The Sydney Morning Herald reports that the New South Wales (NSW) government has introduced legislation for another six mandatory minimum sentences, including reckless grievous bodily harm (four years minimum) and reckless wounding (three years minimum), where the perpetrator is intoxicated or appears affected by drugs or alcohol. These new proposals follow the legislation passed in January that created a minimum mandatory sentence of eight years for assault causing death, where alcohol or drugs were a factor. The government decided against introducing mandatory minimum prison terms for lesser charges, including assaulting police, after criticisms from civil liberties groups and concern about the cost to the prison system if there was a dramatic increase in convictions. The Sydney Morning Herald also reports poll findings that a majority of NSW voters (58%) said they wanted courts to have discretion in sentencing, depending on the circumstances, and 78% of 18- to 24-year-olds, the group most likely to feel the impact of the initiatives, believed courts should have discretion in sentencing.

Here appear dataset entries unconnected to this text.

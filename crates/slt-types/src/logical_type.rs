use std::fmt;

use serde::{Deserialize, Serialize};

/// Declared SQL type of a result column.
#[derive(Debug, Clone, Copy, PartialEq, Eq, Hash, Serialize, Deserialize)]
#[serde(rename_all = "snake_case")]
pub enum LogicalType {
    Boolean,
    TinyInt,
    SmallInt,
    Integer,
    BigInt,
    HugeInt,
    Float,
    Double,
    /// Fixed-point decimal; `scale` digits follow the decimal point.
    Decimal {
        width: u8,
        scale: u8,
    },
    Varchar,
    Blob,
    /// Calendar date stored as days since 1970-01-01.
    Date,
}

impl LogicalType {
    /// Largest decimal width representable in an `i128` payload.
    pub const MAX_DECIMAL_WIDTH: u8 = 38;

    /// Integer, floating-point and decimal types.
    pub const fn is_numeric(self) -> bool {
        matches!(
            self,
            Self::TinyInt
                | Self::SmallInt
                | Self::Integer
                | Self::BigInt
                | Self::HugeInt
                | Self::Float
                | Self::Double
                | Self::Decimal { .. }
        )
    }

    /// Numeric types that can carry a fractional part.
    pub const fn has_fraction(self) -> bool {
        matches!(self, Self::Float | Self::Double | Self::Decimal { .. })
    }

    pub const fn is_integral(self) -> bool {
        matches!(
            self,
            Self::TinyInt | Self::SmallInt | Self::Integer | Self::BigInt | Self::HugeInt
        )
    }

    /// The single-letter column marker used in `query` headers.
    pub const fn header_marker(self) -> char {
        match self {
            Self::Boolean
            | Self::TinyInt
            | Self::SmallInt
            | Self::Integer
            | Self::BigInt
            | Self::HugeInt => 'I',
            Self::Float | Self::Double | Self::Decimal { .. } => 'R',
            Self::Varchar | Self::Blob | Self::Date => 'T',
        }
    }
}

impl fmt::Display for LogicalType {
    fn fmt(&self, f: &mut fmt::Formatter<'_>) -> fmt::Result {
        match self {
            Self::Boolean => f.write_str("BOOLEAN"),
            Self::TinyInt => f.write_str("TINYINT"),
            Self::SmallInt => f.write_str("SMALLINT"),
            Self::Integer => f.write_str("INTEGER"),
            Self::BigInt => f.write_str("BIGINT"),
            Self::HugeInt => f.write_str("HUGEINT"),
            Self::Float => f.write_str("FLOAT"),
            Self::Double => f.write_str("DOUBLE"),
            Self::Decimal { width, scale } => write!(f, "DECIMAL({width},{scale})"),
            Self::Varchar => f.write_str("VARCHAR"),
            Self::Blob => f.write_str("BLOB"),
            Self::Date => f.write_str("DATE"),
        }
    }
}
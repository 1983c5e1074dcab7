//! Structured verdict of one verification step.

use std::fmt;

use serde::{Deserialize, Serialize};

#[derive(Debug, Clone, Copy, PartialEq, Eq, Hash, Serialize, Deserialize)]
#[serde(rename_all = "snake_case")]
pub enum OutcomeKind {
    Match,
    /// The query failed and was expected to succeed.
    ExecutionFailure,
    /// The query failed for an environment reason; the file stops here.
    Skipped,
    /// The expectation itself is broken.
    TestDefinitionError,
    RowCountMismatch,
    /// The declared column count differs from the actual one. Passes when
    /// every value still matched.
    ColumnCountMismatch,
    ValueMismatch,
    HashMismatch,
    /// Output hash mode: the digest was reported, nothing compared.
    HashReported,
    /// A statement succeeded or failed against expectation.
    StatementMismatch,
}

impl OutcomeKind {
    pub const fn as_str(self) -> &'static str {
        match self {
            Self::Match => "match",
            Self::ExecutionFailure => "execution_failure",
            Self::Skipped => "skipped",
            Self::TestDefinitionError => "test_definition_error",
            Self::RowCountMismatch => "row_count_mismatch",
            Self::ColumnCountMismatch => "column_count_mismatch",
            Self::ValueMismatch => "value_mismatch",
            Self::HashMismatch => "hash_mismatch",
            Self::HashReported => "hash_reported",
            Self::StatementMismatch => "statement_mismatch",
        }
    }
}

impl fmt::Display for OutcomeKind {
    fn fmt(&self, f: &mut fmt::Formatter<'_>) -> fmt::Result {
        f.write_str(self.as_str())
    }
}

/// Verdict plus everything needed to explain it.
///
/// `row` and `column` are zero-based; rendered diagnostics count from one.
#[derive(Debug, Clone, PartialEq, Eq, Serialize, Deserialize)]
pub struct ComparisonOutcome {
    pub pass: bool,
    pub kind: OutcomeKind,
    pub row: Option<usize>,
    pub column: Option<usize>,
    pub actual: Option<String>,
    pub expected: Option<String>,
    /// `N values hashing to <digest>` of the actual values, when computed.
    pub digest: Option<String>,
    /// Rendered report; empty for a silent pass.
    pub diagnostic: String,
}

impl ComparisonOutcome {
    fn new(pass: bool, kind: OutcomeKind, diagnostic: String) -> Self {
        Self {
            pass,
            kind,
            row: None,
            column: None,
            actual: None,
            expected: None,
            digest: None,
            diagnostic,
        }
    }

    pub fn matched() -> Self {
        Self::new(true, OutcomeKind::Match, String::new())
    }

    pub fn failure(kind: OutcomeKind, diagnostic: String) -> Self {
        Self::new(false, kind, diagnostic)
    }

    /// A non-failing outcome that still carries a report.
    pub fn passing(kind: OutcomeKind, diagnostic: String) -> Self {
        Self::new(true, kind, diagnostic)
    }

    #[must_use]
    pub fn at_cell(mut self, row: usize, column: usize, actual: &str, expected: &str) -> Self {
        self.row = Some(row);
        self.column = Some(column);
        self.actual = Some(actual.to_owned());
        self.expected = Some(expected.to_owned());
        self
    }

    #[must_use]
    pub fn with_digest(mut self, digest: Option<String>) -> Self {
        self.digest = digest;
        self
    }

    /// A skipped step ends processing of the enclosing test file.
    pub const fn finishes_file(&self) -> bool {
        matches!(self.kind, OutcomeKind::Skipped)
    }
}

#[cfg(test)]
mod tests {
    use super::*;

    #[test]
    fn constructors() {
        let ok = ComparisonOutcome::matched();
        assert!(ok.pass);
        assert_eq!(ok.kind, OutcomeKind::Match);
        assert!(ok.diagnostic.is_empty());

        let bad = ComparisonOutcome::failure(OutcomeKind::ValueMismatch, "x".to_owned())
            .at_cell(1, 0, "2", "3");
        assert!(!bad.pass);
        assert_eq!((bad.row, bad.column), (Some(1), Some(0)));
        assert_eq!(bad.actual.as_deref(), Some("2"));
        assert!(!bad.finishes_file());

        let skipped = ComparisonOutcome::passing(OutcomeKind::Skipped, String::new());
        assert!(skipped.finishes_file());
    }

    #[test]
    fn kind_serializes_snake_case() {
        let json = serde_json::to_string(&OutcomeKind::ColumnCountMismatch).unwrap();
        assert_eq!(json, "\"column_count_mismatch\"");
        assert_eq!(OutcomeKind::HashMismatch.to_string(), "hash_mismatch");

        let outcome = ComparisonOutcome::failure(OutcomeKind::HashMismatch, "d".to_owned())
            .with_digest(Some("1 values hashing to x".to_owned()));
        let back: ComparisonOutcome =
            serde_json::from_str(&serde_json::to_string(&outcome).unwrap()).unwrap();
        assert_eq!(back, outcome);
    }
}
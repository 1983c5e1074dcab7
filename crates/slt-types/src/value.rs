use std::fmt;

use serde::{Deserialize, Serialize};

use crate::LogicalType;

/// A single typed, possibly-NULL cell of a result set.
///
/// The variant carries both the category and the payload, so a value never
/// needs to be re-inspected as text to learn what it is.
#[derive(Clone, Debug, PartialEq, Serialize, Deserialize)]
pub enum Value {
    /// SQL NULL.
    Null,
    Boolean(bool),
    TinyInt(i8),
    SmallInt(i16),
    Integer(i32),
    BigInt(i64),
    HugeInt(i128),
    Float(f32),
    Double(f64),
    /// Fixed-point decimal: the real value is `value / 10^scale`.
    Decimal { value: i128, scale: u8 },
    Varchar(String),
    Blob(Vec<u8>),
    /// Days since 1970-01-01.
    Date(i32),
}

impl Value {
    /// Returns true if this is a NULL value.
    pub const fn is_null(&self) -> bool {
        matches!(self, Self::Null)
    }

    /// Convert a numeric value to the widest signed integer, truncating any
    /// fractional part toward zero and saturating at the `i64` range.
    ///
    /// Returns `None` for NULL and non-numeric values.
    pub fn to_bigint_truncating(&self) -> Option<i64> {
        match self {
            Self::TinyInt(v) => Some(i64::from(*v)),
            Self::SmallInt(v) => Some(i64::from(*v)),
            Self::Integer(v) => Some(i64::from(*v)),
            Self::BigInt(v) => Some(*v),
            Self::HugeInt(v) => Some(saturate_i128(*v)),
            // `as` truncates toward zero, saturates, and maps NaN to 0.
            Self::Float(v) => Some(f64::from(*v) as i64),
            Self::Double(v) => Some(*v as i64),
            Self::Decimal { value, scale } => Some(saturate_i128(value / pow10(*scale))),
            Self::Null | Self::Boolean(_) | Self::Varchar(_) | Self::Blob(_) | Self::Date(_) => {
                None
            }
        }
    }

    /// Parse text as a value of the given type.
    ///
    /// The literal `NULL` parses to [`Value::Null`] for every type. Returns
    /// `None` when the text is not a valid literal of `ty`.
    pub fn try_parse(text: &str, ty: LogicalType) -> Option<Self> {
        if text == "NULL" {
            return Some(Self::Null);
        }
        match ty {
            LogicalType::Boolean => parse_bool(text).map(Self::Boolean),
            LogicalType::TinyInt => parse_integral(text)
                .and_then(|v| i8::try_from(v).ok())
                .map(Self::TinyInt),
            LogicalType::SmallInt => parse_integral(text)
                .and_then(|v| i16::try_from(v).ok())
                .map(Self::SmallInt),
            LogicalType::Integer => parse_integral(text)
                .and_then(|v| i32::try_from(v).ok())
                .map(Self::Integer),
            LogicalType::BigInt => parse_integral(text)
                .and_then(|v| i64::try_from(v).ok())
                .map(Self::BigInt),
            LogicalType::HugeInt => parse_integral(text).map(Self::HugeInt),
            LogicalType::Float => text.trim().parse::<f32>().ok().map(Self::Float),
            LogicalType::Double => text.trim().parse::<f64>().ok().map(Self::Double),
            LogicalType::Decimal { width, scale } => {
                parse_decimal(text, width, scale).map(|value| Self::Decimal { value, scale })
            }
            LogicalType::Varchar => Some(Self::Varchar(text.to_owned())),
            LogicalType::Blob => parse_blob(text).map(Self::Blob),
            LogicalType::Date => parse_date(text).map(Self::Date),
        }
    }

    /// Type-aware equality.
    ///
    /// NULL equals NULL. Floating-point values compare within a relative
    /// `float_tolerance` (0 means exact) and NaN equals NaN. Decimals with
    /// different scales are compared after rescaling.
    pub fn values_equal(&self, other: &Self, float_tolerance: f64) -> bool {
        match (self, other) {
            (Self::Null, Self::Null) => true,
            (Self::Null, _) | (_, Self::Null) => false,
            (Self::Float(a), Self::Float(b)) => {
                floats_equal(f64::from(*a), f64::from(*b), float_tolerance)
            }
            (Self::Double(a), Self::Double(b)) => floats_equal(*a, *b, float_tolerance),
            (
                Self::Decimal {
                    value: a,
                    scale: scale_a,
                },
                Self::Decimal {
                    value: b,
                    scale: scale_b,
                },
            ) => decimals_equal(*a, *scale_a, *b, *scale_b),
            _ => self == other,
        }
    }
}

impl fmt::Display for Value {
    fn fmt(&self, f: &mut fmt::Formatter<'_>) -> fmt::Result {
        match self {
            Self::Null => f.write_str("NULL"),
            Self::Boolean(b) => f.write_str(if *b { "true" } else { "false" }),
            Self::TinyInt(v) => write!(f, "{v}"),
            Self::SmallInt(v) => write!(f, "{v}"),
            Self::Integer(v) => write!(f, "{v}"),
            Self::BigInt(v) => write!(f, "{v}"),
            Self::HugeInt(v) => write!(f, "{v}"),
            Self::Float(v) => write!(f, "{v}"),
            Self::Double(v) => write!(f, "{v}"),
            Self::Decimal { value, scale } => f.write_str(&format_decimal(*value, *scale)),
            Self::Varchar(s) => f.write_str(s),
            Self::Blob(bytes) => f.write_str(&format_blob(bytes)),
            Self::Date(days) => {
                let (year, month, day) = civil_from_days(i64::from(*days));
                write!(f, "{year:04}-{month:02}-{day:02}")
            }
        }
    }
}

fn pow10(exp: u8) -> i128 {
    10_i128.pow(u32::from(exp.min(LogicalType::MAX_DECIMAL_WIDTH)))
}

fn saturate_i128(v: i128) -> i64 {
    i64::try_from(v).unwrap_or(if v < 0 { i64::MIN } else { i64::MAX })
}

fn floats_equal(a: f64, b: f64, tolerance: f64) -> bool {
    if a.is_nan() || b.is_nan() {
        return a.is_nan() && b.is_nan();
    }
    if a == b {
        return true;
    }
    tolerance > 0.0 && (a - b).abs() <= tolerance * a.abs().max(b.abs())
}

fn decimals_equal(a: i128, scale_a: u8, b: i128, scale_b: u8) -> bool {
    match scale_a.cmp(&scale_b) {
        std::cmp::Ordering::Equal => a == b,
        std::cmp::Ordering::Less => a
            .checked_mul(pow10(scale_b - scale_a))
            .is_some_and(|rescaled| rescaled == b),
        std::cmp::Ordering::Greater => b
            .checked_mul(pow10(scale_a - scale_b))
            .is_some_and(|rescaled| rescaled == a),
    }
}

fn format_decimal(value: i128, scale: u8) -> String {
    if scale == 0 {
        return value.to_string();
    }
    let scale = usize::from(scale);
    let digits = value.unsigned_abs().to_string();
    let padded = if digits.len() <= scale {
        format!("{}{digits}", "0".repeat(scale + 1 - digits.len()))
    } else {
        digits
    };
    let (int_part, frac_part) = padded.split_at(padded.len() - scale);
    let sign = if value < 0 { "-" } else { "" };
    format!("{sign}{int_part}.{frac_part}")
}

fn format_blob(bytes: &[u8]) -> String {
    use std::fmt::Write as _;
    let mut out = String::with_capacity(bytes.len());
    for &byte in bytes {
        let printable =
            (byte.is_ascii_graphic() || byte == b' ') && !matches!(byte, b'\\' | b'\'' | b'"');
        if printable {
            out.push(char::from(byte));
        } else {
            let _ = write!(out, "\\x{byte:02X}");
        }
    }
    out
}

fn parse_bool(text: &str) -> Option<bool> {
    match text.trim().to_ascii_lowercase().as_str() {
        "true" | "t" | "1" => Some(true),
        "false" | "f" | "0" => Some(false),
        _ => None,
    }
}

/// Integers also accept a fractional part made only of zeros (`1.0`, `-3.00`).
fn parse_integral(text: &str) -> Option<i128> {
    let text = text.trim();
    if let Ok(v) = text.parse::<i128>() {
        return Some(v);
    }
    let (int_part, frac_part) = text.split_once('.')?;
    if frac_part.is_empty() || !frac_part.bytes().all(|b| b == b'0') {
        return None;
    }
    int_part.parse::<i128>().ok()
}

/// Parse a plain decimal literal at the given scale, rounding half away from
/// zero on the first dropped digit.
fn parse_decimal(text: &str, width: u8, scale: u8) -> Option<i128> {
    let text = text.trim();
    let (negative, body) = match text.as_bytes().first() {
        Some(b'-') => (true, &text[1..]),
        Some(b'+') => (false, &text[1..]),
        _ => (false, text),
    };
    let (int_digits, frac_digits) = body.split_once('.').unwrap_or((body, ""));
    if int_digits.is_empty() && frac_digits.is_empty() {
        return None;
    }
    if !int_digits.bytes().all(|b| b.is_ascii_digit())
        || !frac_digits.bytes().all(|b| b.is_ascii_digit())
    {
        return None;
    }

    let mut mantissa: i128 = 0;
    for b in int_digits.bytes() {
        mantissa = mantissa.checked_mul(10)?.checked_add(i128::from(b - b'0'))?;
    }
    let mut frac = frac_digits.bytes();
    for _ in 0..scale {
        let digit = frac.next().map_or(0, |b| b - b'0');
        mantissa = mantissa.checked_mul(10)?.checked_add(i128::from(digit))?;
    }
    if frac.next().is_some_and(|b| b >= b'5') {
        mantissa = mantissa.checked_add(1)?;
    }
    if mantissa >= pow10(width) {
        return None;
    }
    Some(if negative { -mantissa } else { mantissa })
}

fn parse_blob(text: &str) -> Option<Vec<u8>> {
    let bytes = text.as_bytes();
    let mut out = Vec::with_capacity(bytes.len());
    let mut i = 0;
    while i < bytes.len() {
        if bytes[i] == b'\\' {
            let hex = text.get(i + 2..i + 4)?;
            if bytes.get(i + 1) != Some(&b'x') {
                return None;
            }
            out.push(u8::from_str_radix(hex, 16).ok()?);
            i += 4;
        } else {
            out.push(bytes[i]);
            i += 1;
        }
    }
    Some(out)
}

fn parse_date(text: &str) -> Option<i32> {
    let mut parts = text.trim().splitn(3, '-');
    let year: i64 = parts.next()?.parse().ok()?;
    let month: u32 = parts.next()?.parse().ok()?;
    let day: u32 = parts.next()?.parse().ok()?;
    if !(1..=12).contains(&month) || !(1..=31).contains(&day) {
        return None;
    }
    let days = days_from_civil(year, month, day);
    // Rejects days past the end of the month (e.g. 2023-02-30).
    if civil_from_days(days) != (year, month, day) {
        return None;
    }
    i32::try_from(days).ok()
}

fn days_from_civil(year: i64, month: u32, day: u32) -> i64 {
    let year = if month <= 2 { year - 1 } else { year };
    let era = (if year >= 0 { year } else { year - 399 }) / 400;
    let yoe = year - era * 400;
    let mp = (i64::from(month) + 9) % 12;
    let doy = (153 * mp + 2) / 5 + i64::from(day) - 1;
    let doe = yoe * 365 + yoe / 4 - yoe / 100 + doy;
    era * 146_097 + doe - 719_468
}

fn civil_from_days(days: i64) -> (i64, u32, u32) {
    let z = days + 719_468;
    let era = (if z >= 0 { z } else { z - 146_096 }) / 146_097;
    let doe = z - era * 146_097;
    let yoe = (doe - doe / 1460 + doe / 36_524 - doe / 146_096) / 365;
    let year = yoe + era * 400;
    let doy = doe - (365 * yoe + yoe / 4 - yoe / 100);
    let mp = (5 * doy + 2) / 153;
    let day = (doy - (153 * mp + 2) / 5 + 1) as u32;
    let month = (if mp < 10 { mp + 3 } else { mp - 9 }) as u32;
    (if month <= 2 { year + 1 } else { year }, month, day)
}
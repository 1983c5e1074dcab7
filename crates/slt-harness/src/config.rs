//! Verifier configuration.
//!
//! A `VerifyConfig` is fixed for the duration of one test run. Every field
//! has a default, so a TOML file only needs the keys it overrides.

use serde::{Deserialize, Serialize};
use slt_error::{Result, SltError};

/// Error substrings that mark an execution failure as an environment
/// limitation (e.g. no network) rather than an engine bug.
pub const DEFAULT_SKIP_ERROR_PATTERNS: [&str; 2] = ["HTTP", "Unable to connect"];

/// Error substrings that are never an acceptable "expected" failure.
pub const DEFAULT_INTERNAL_ERROR_PATTERNS: [&str; 1] = ["INTERNAL Error"];

#[derive(Debug, Clone, PartialEq, Serialize, Deserialize)]
#[serde(default)]
pub struct VerifyConfig {
    /// Value count above which results are compared by digest instead of
    /// literally. `0` disables threshold hashing.
    pub hash_threshold: u64,
    /// Print fractional numeric columns as truncated integers, as legacy
    /// test corpora expect.
    pub legacy_float_format: bool,
    /// Report the digest of every query result instead of comparing it.
    pub output_hash_mode: bool,
    /// Log every query result before comparing it.
    pub output_result_mode: bool,
    pub skip_error_patterns: Vec<String>,
    pub internal_error_patterns: Vec<String>,
    /// Relative tolerance for FLOAT/DOUBLE equality; `0.0` means exact.
    pub float_tolerance: f64,
}

impl Default for VerifyConfig {
    fn default() -> Self {
        Self {
            hash_threshold: 0,
            legacy_float_format: false,
            output_hash_mode: false,
            output_result_mode: false,
            skip_error_patterns: DEFAULT_SKIP_ERROR_PATTERNS
                .iter()
                .map(|s| (*s).to_owned())
                .collect(),
            internal_error_patterns: DEFAULT_INTERNAL_ERROR_PATTERNS
                .iter()
                .map(|s| (*s).to_owned())
                .collect(),
            float_tolerance: 0.0,
        }
    }
}

impl VerifyConfig {
    /// Parse a configuration from TOML text.
    ///
    /// # Errors
    ///
    /// Returns `SltError::Config` on malformed TOML, unknown value types, or
    /// a negative/non-finite `float_tolerance`.
    pub fn from_toml_str(text: &str) -> Result<Self> {
        let config: Self = toml::from_str(text).map_err(|err| SltError::Config {
            detail: err.to_string(),
        })?;
        if !config.float_tolerance.is_finite() || config.float_tolerance < 0.0 {
            return Err(SltError::Config {
                detail: format!(
                    "float_tolerance must be a non-negative number, got {}",
                    config.float_tolerance
                ),
            });
        }
        Ok(config)
    }

    /// Whether threshold hashing applies to a result of `total_values` cells.
    pub const fn exceeds_hash_threshold(&self, total_values: u64) -> bool {
        self.hash_threshold > 0 && total_values > self.hash_threshold
    }

    pub fn is_skippable_error(&self, message: &str) -> bool {
        self.skip_error_patterns
            .iter()
            .any(|pattern| message.contains(pattern.as_str()))
    }

    pub fn is_internal_error(&self, message: &str) -> bool {
        self.internal_error_patterns
            .iter()
            .any(|pattern| message.contains(pattern.as_str()))
    }
}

Central America Still Main Trafficking Route to USA

InSight Crime reports that statistics from the US State Department's annual drug control report demonstrate that Mexico and Central America are still the most common drug trafficking routes to the United States. InSight Crime had earlier reported that drug traffickers in the Dominican Republic had paid local police over $100,000 in bribes each month. Such cases had led commentators to suggest that the Caribbean had become a prime drug transit route. However, the State Department report estimated that approximately 86% of the cocaine trafficked to the United States in the first half of 2013 first moved through the Mexico/Central America corridor, an increase from 80% in 2012. The drug control report also records that Bolivia, Burma, and Venezuela were designated by the US President as having ‘failed demonstrably’ during the previous 12 months to adhere to their obligations under international agreements. The president determined that continued support for bilateral programmes in Burma and Venezuela is vital to the national interests of the United States.


Italian Court Abolishes 2006 Antidrug Legislation

BBC News reports that the Italian Constitutional Court has ruled that the 2006 Italian drug legislation is unconstitutional. The 1990 drug legislation, as amended by a 1993 referendum which decriminalized possession for personal use, has been restored. This decision may mean that 10,000 people may be released from prison as a result. Prison rights group Antigone said the 2006 law had caused prison overcrowding, with 40% of all inmates serving sentences for drug crimes. In January 2013, the European Court of Human Rights ruled that overcrowding in Italy's jails violates the basic rights of inmates. The Italian authorities were fined 100,000 euros and ordered to solve the overcrowding issue within a year. Under the 2006 legislation cannabis was classified as a Schedule 1 drug with heroin and cocaine, with sentences for the cultivation, sale and trafficking of cannabis from 2–6 years to 6–20 years.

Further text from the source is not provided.